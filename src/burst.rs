//! Burst particle field generation.
//!
//! A burst is a one-time radial explosion of heart sparks anchored at an
//! interaction point (or at the surface center for the static startup
//! batch). Generation is pure: all randomness comes from the
//! [`SpawnContext`] passed in, and nothing about timing or rendering leaks
//! in here.
//!
//! Batches are never shared. Every call to [`Burst::generate`] draws a fresh
//! independent batch; two explosions never see the same sparks.
//!
//! ```ignore
//! let batch = Burst::generate(&BurstConfig::default(), Anchor::At(origin), ctx);
//! let sparks: Vec<Spark> = batch.collect();
//! ```

use crate::spawn::SpawnContext;
use crate::visuals::{HeartColor, SparkSize, BURST_COLORS, SPARK_SIZES};
use glam::Vec2;
use std::ops::Range;

/// Where a particle batch is anchored on the interactive surface.
#[derive(Debug, Clone, Copy, PartialEq)]
pub enum Anchor {
    /// The abstract surface center, resolved to pixels at render time.
    Center,
    /// A concrete point in surface-local pixel coordinates.
    At(Vec2),
}

/// Immutable trajectory and appearance parameters of one burst spark.
///
/// A spark travels `radius` pixels outward along `angle` over
/// `duration_secs`, starting `delay_secs` after its burst begins.
#[derive(Debug, Clone, Copy, PartialEq)]
pub struct Spark {
    /// Travel direction in radians, `[0, 2π)`.
    pub angle: f32,
    /// Total travel distance in pixels.
    pub radius: f32,
    /// Travel/fade animation length in seconds.
    pub duration_secs: f32,
    /// Start delay in seconds relative to the burst.
    pub delay_secs: f32,
    /// Tint tag.
    pub color: HeartColor,
    /// Base size tag.
    pub size: SparkSize,
}

/// Parameter ranges for burst generation.
#[derive(Debug, Clone)]
pub struct BurstConfig {
    /// Sparks per burst.
    pub count: u32,
    /// Radial travel distance range in pixels.
    pub radius: Range<f32>,
    /// Animation duration range in seconds.
    pub duration: Range<f32>,
    /// Maximum start delay in seconds (minimum is zero).
    pub delay_max: f32,
}

impl Default for BurstConfig {
    fn default() -> Self {
        Self {
            count: 60,
            radius: 350.0..550.0,
            duration: 1.8..2.8,
            delay_max: 0.3,
        }
    }
}

/// Burst generation entry point.
pub struct Burst;

impl Burst {
    /// Generate one batch of sparks for `anchor`.
    ///
    /// Returns a lazy iterator yielding exactly `config.count` sparks. The
    /// iterator owns its context; dropping it part-way simply discards the
    /// undrawn remainder.
    pub fn generate(config: &BurstConfig, anchor: Anchor, ctx: SpawnContext) -> BurstParticles {
        BurstParticles {
            remaining: config.count,
            anchor,
            radius: config.radius.clone(),
            duration: config.duration.clone(),
            delay_max: config.delay_max,
            ctx,
        }
    }
}

/// Lazy, finite spark sequence for one burst.
pub struct BurstParticles {
    remaining: u32,
    anchor: Anchor,
    radius: Range<f32>,
    duration: Range<f32>,
    delay_max: f32,
    ctx: SpawnContext,
}

impl BurstParticles {
    /// The batch's anchor point.
    pub fn anchor(&self) -> Anchor {
        self.anchor
    }
}

impl Iterator for BurstParticles {
    type Item = Spark;

    fn next(&mut self) -> Option<Spark> {
        if self.remaining == 0 {
            return None;
        }
        self.remaining -= 1;

        Some(Spark {
            angle: self.ctx.random_angle(),
            radius: self.ctx.random_range(self.radius.start, self.radius.end),
            duration_secs: self.ctx.random_range(self.duration.start, self.duration.end),
            delay_secs: self.ctx.random_range(0.0, self.delay_max),
            color: *self.ctx.pick(&BURST_COLORS),
            size: *self.ctx.pick(&SPARK_SIZES),
        })
    }

    fn size_hint(&self) -> (usize, Option<usize>) {
        let n = self.remaining as usize;
        (n, Some(n))
    }
}

impl ExactSizeIterator for BurstParticles {}

#[cfg(test)]
mod tests {
    use super::*;
    use std::f32::consts::TAU;

    fn config() -> BurstConfig {
        BurstConfig::default()
    }

    #[test]
    fn yields_exactly_count_sparks() {
        let batch = Burst::generate(&config(), Anchor::Center, SpawnContext::from_seed(1));
        assert_eq!(batch.len(), 60);
        assert_eq!(batch.count(), 60);
    }

    #[test]
    fn sparks_are_within_configured_bounds() {
        let cfg = config();
        let batch = Burst::generate(&cfg, Anchor::Center, SpawnContext::from_seed(2));
        for spark in batch {
            assert!((0.0..TAU).contains(&spark.angle));
            assert!(cfg.radius.contains(&spark.radius));
            assert!(cfg.duration.contains(&spark.duration_secs));
            assert!((0.0..cfg.delay_max).contains(&spark.delay_secs));
        }
    }

    #[test]
    fn batches_draw_independently() {
        // Distinct seeds stand in for distinct explosion events; the batches
        // must not be copies of one another.
        let a: Vec<Spark> =
            Burst::generate(&config(), Anchor::Center, SpawnContext::from_seed(10)).collect();
        let b: Vec<Spark> =
            Burst::generate(&config(), Anchor::Center, SpawnContext::from_seed(11)).collect();
        assert_ne!(a, b);
    }

    #[test]
    fn anchor_is_carried_through() {
        let at = Anchor::At(glam::Vec2::new(12.0, 34.0));
        let batch = Burst::generate(&config(), at, SpawnContext::from_seed(3));
        assert_eq!(batch.anchor(), at);
    }

    #[test]
    fn custom_count_is_respected() {
        let cfg = BurstConfig {
            count: 7,
            ..BurstConfig::default()
        };
        let batch = Burst::generate(&cfg, Anchor::Center, SpawnContext::from_seed(4));
        assert_eq!(batch.count(), 7);
    }
}
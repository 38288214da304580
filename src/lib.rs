//! # heartburst
//!
//! An animated heart-fireworks greeting: a slow-breathing gradient backdrop,
//! a field of floating hearts, and a center heart that bursts into sparks
//! wherever you click or tap — with a pop per burst and a looping melody.
//!
//! ## Quick Start
//!
//! ```ignore
//! use heartburst::prelude::*;
//!
//! fn main() -> Result<(), GreetingError> {
//!     Greeting::new()
//!         .with_ambient_count(40)
//!         .with_max_explosions(2)
//!         .run()
//! }
//! ```
//!
//! ## Core Concepts
//!
//! ### Descriptors
//!
//! Everything that moves is described once, at spawn time, by an immutable
//! bundle of randomized parameters: a [`Spark`] for a burst fragment, an
//! [`AmbientHeart`] for a background heart. Frame-by-frame motion is a pure
//! function of descriptor and elapsed time ([`anim`]).
//!
//! ### Explosions
//!
//! Clicking the center region spawns an explosion: an id, an origin and a
//! freshly drawn spark batch, kept in a bounded active set ([`Explosions`])
//! and retired automatically after a fixed display duration. While the set
//! is at its cap, further clicks are dropped — never queued.
//!
//! ### Best-effort audio
//!
//! Sound never gets in the way: if the output device is missing or playback
//! fails, the greeting logs once and runs silently ([`AudioPlayer`]).

pub mod ambient;
pub mod anim;
pub mod audio;
pub mod burst;
mod error;
mod gpu;
mod greeting;
pub mod interact;
pub mod lifecycle;
pub mod spawn;
pub mod time;
pub mod visuals;

pub use ambient::{AmbientField, AmbientHeart};
pub use anim::{Ease, Placement};
pub use audio::AudioPlayer;
pub use burst::{Anchor, Burst, BurstConfig, BurstParticles, Spark};
pub use error::{GpuError, GreetingError};
pub use glam::{Vec2, Vec3};
pub use greeting::Greeting;
pub use interact::{press_local, Input, SurfaceRect};
pub use lifecycle::{Explosion, Explosions};
pub use spawn::SpawnContext;
pub use visuals::{HeartColor, SparkSize};

/// Convenient re-exports for common usage.
///
/// ```ignore
/// use heartburst::prelude::*;
/// ```
pub mod prelude {
    pub use crate::ambient::{AmbientField, AmbientHeart};
    pub use crate::anim::{Ease, Placement};
    pub use crate::audio::AudioPlayer;
    pub use crate::burst::{Anchor, Burst, BurstConfig, Spark};
    pub use crate::error::GreetingError;
    pub use crate::greeting::Greeting;
    pub use crate::interact::{press_local, Input, SurfaceRect};
    pub use crate::lifecycle::{Explosion, Explosions};
    pub use crate::spawn::SpawnContext;
    pub use crate::time::Time;
    pub use crate::visuals::{HeartColor, SparkSize};
    pub use crate::{Vec2, Vec3};
}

::::::

WORK ITEM
What is needed is an exact repetition of the lines from the first line of the records through the line containing "comes from the", both ends included, and nothing more.

SOLUTION
filename src/burst.rs
//! Burst particle field generation.
//!
//! A burst is a one-time radial explosion of heart sparks anchored at an
//! interaction point (or at the surface center for the static startup
//! batch). Generation is pure: all randomness comes from the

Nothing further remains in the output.